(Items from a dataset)
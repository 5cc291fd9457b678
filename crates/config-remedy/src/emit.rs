//! Sorted emission with tag filtering and sectional exits
//!
//! Sectional exit lines are not part of the tree; they are synthesized at
//! render time from the driver's rules so parse and dump stay symmetric.

use std::collections::BTreeSet;

use crate::tree::{Config, NodeId, ROOT, TextStyle};

impl Config {
    /// The exit text for `node`'s section, when a sectional-exiting rule
    /// matches its lineage.
    #[must_use]
    pub fn sectional_exit(&self, node: NodeId) -> Option<&str> {
        self.driver()
            .rules()
            .sectional_exiting
            .iter()
            .find(|rule| self.is_lineage_match(node, &rule.match_rules))
            .map(|rule| rule.exit_text.as_str())
    }

    /// Strip stored sectional-exit lines (the trailing child of each
    /// matching section); they are re-synthesized on output.
    pub(crate) fn delete_sectional_exits(&mut self) {
        for node in self.all_children() {
            let Some(exit_text) = self.sectional_exit(node).map(str::to_string) else {
                continue;
            };
            let Some(&last_child) = self.children(node).last() else {
                continue;
            };
            if self.text(last_child) == exit_text {
                self.delete(last_child);
            }
        }
    }

    /// Render the tree as indented lines in sorted order, optionally
    /// appending sectional exit lines.
    #[must_use]
    pub fn lines(&self, sectional_exiting: bool) -> Vec<String> {
        let mut out = Vec::new();
        self.emit_lines(ROOT, sectional_exiting, &mut out);
        out
    }

    /// The rendered configuration as one string.
    #[must_use]
    pub fn to_text(&self, sectional_exiting: bool) -> String {
        self.lines(sectional_exiting).join("\n")
    }

    fn emit_lines(&self, node: NodeId, sectional_exiting: bool, out: &mut Vec<String>) {
        for child in self.sorted_children(node) {
            out.push(self.node(child).cisco_style_text(TextStyle::WithoutComments));
            self.emit_lines(child, sectional_exiting, out);
            if sectional_exiting {
                if let Some(exit_text) = self.sectional_exit(child) {
                    out.push(format!("{}{exit_text}", "  ".repeat(self.depth(child))));
                }
            }
        }
    }

    /// Whether a line passes the include/exclude tag filter: it must share a
    /// tag with `include` (when non-empty) and share none with `exclude`
    /// (when non-empty).
    #[must_use]
    pub fn line_inclusion_test(
        &self,
        node: NodeId,
        include: &BTreeSet<String>,
        exclude: &BTreeSet<String>,
    ) -> bool {
        let tags: BTreeSet<String> = self.tags(node).into_iter().flatten().collect();

        let mut include_line = false;
        if !include.is_empty() {
            include_line = tags.intersection(include).next().is_some();
        }
        if !exclude.is_empty() && (include_line || include.is_empty()) {
            include_line = tags.intersection(exclude).next().is_none();
        }
        include_line
    }

    /// Sorted traversal filtered by the include/exclude tag test.
    #[must_use]
    pub fn all_children_sorted_by_tags(
        &self,
        include: &BTreeSet<String>,
        exclude: &BTreeSet<String>,
    ) -> Vec<NodeId> {
        self.all_children_sorted()
            .into_iter()
            .filter(|&node| self.line_inclusion_test(node, include, exclude))
            .collect()
    }
}

#[cfg(test)]
mod tests {
    use super::*;
    use crate::driver::{Platform, get_driver};

    fn tag_set<const N: usize>(tags: [&str; N]) -> BTreeSet<String> {
        tags.into_iter().map(str::to_string).collect()
    }

    #[test]
    fn test_lines_are_indented_and_sorted() {
        let driver = get_driver(Platform::Generic).unwrap();
        let mut config = Config::new(driver);
        let interface = config.add_child(ROOT, "interface Vlan2");
        let late = config.add_child(interface, "no shutdown");
        config.add_child(interface, "description test");
        config.set_order_weight_of(late, 600);

        assert_eq!(
            config.lines(false),
            vec!["interface Vlan2", "  description test", "  no shutdown"]
        );
    }

    #[test]
    fn test_sectional_exit_emission() {
        let driver = get_driver(Platform::CiscoIos).unwrap();
        let mut config = Config::new(driver);
        let leaf = config.add_children_deep(
            ROOT,
            [
                "router bgp 65000",
                "address-family ipv4",
                "network 10.0.0.0 mask 255.255.255.0",
            ],
        );
        let _ = leaf;

        let lines = config.lines(true);
        assert_eq!(
            lines,
            vec![
                "router bgp 65000",
                "  address-family ipv4",
                "    network 10.0.0.0 mask 255.255.255.0",
                "    exit-address-family",
            ]
        );
    }

    #[test]
    fn test_tag_filtering() {
        let driver = get_driver(Platform::Generic).unwrap();
        let mut config = Config::new(driver);
        let safe = config.add_child(ROOT, "ntp server 10.0.0.1");
        let risky = config.add_child(ROOT, "no router bgp 65000");
        config.set_tags(safe, &tag_set(["safe"]));
        config.set_tags(risky, &tag_set(["risky"]));

        let included = config.all_children_sorted_by_tags(&tag_set(["safe"]), &BTreeSet::new());
        assert_eq!(included, vec![safe]);

        // exclude-only filtering keeps everything else
        let included = config.all_children_sorted_by_tags(&BTreeSet::new(), &tag_set(["risky"]));
        assert_eq!(included, vec![safe]);

        // include and exclude together: excluded tags win
        let included = config.all_children_sorted_by_tags(
            &tag_set(["safe", "risky"]),
            &tag_set(["risky"]),
        );
        assert_eq!(included, vec![safe]);
    }

    #[test]
    fn test_branch_passes_filter_via_leaf_tags() {
        let driver = get_driver(Platform::Generic).unwrap();
        let mut config = Config::new(driver);
        let interface = config.add_child(ROOT, "interface Vlan2");
        let leaf = config.add_child(interface, "description test");
        config.set_tags(leaf, &tag_set(["safe"]));

        let included = config.all_children_sorted_by_tags(&tag_set(["safe"]), &BTreeSet::new());
        assert_eq!(included, vec![interface, leaf]);
    }
}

**TASK BRIEF**
Start with the line above that contains "pub fn to_text(&self, sectional_exiting: bool)" and stop after the line that contains "for child in". Output those lines exactly, and only those.

**REPLY**
    pub fn to_text(&self, sectional_exiting: bool) -> String {
        self.lines(sectional_exiting).join("\n")
    }

    fn emit_lines(&self, node: NodeId, sectional_exiting: bool, out: &mut Vec<String>) {
        for child in self.sorted_children(node) {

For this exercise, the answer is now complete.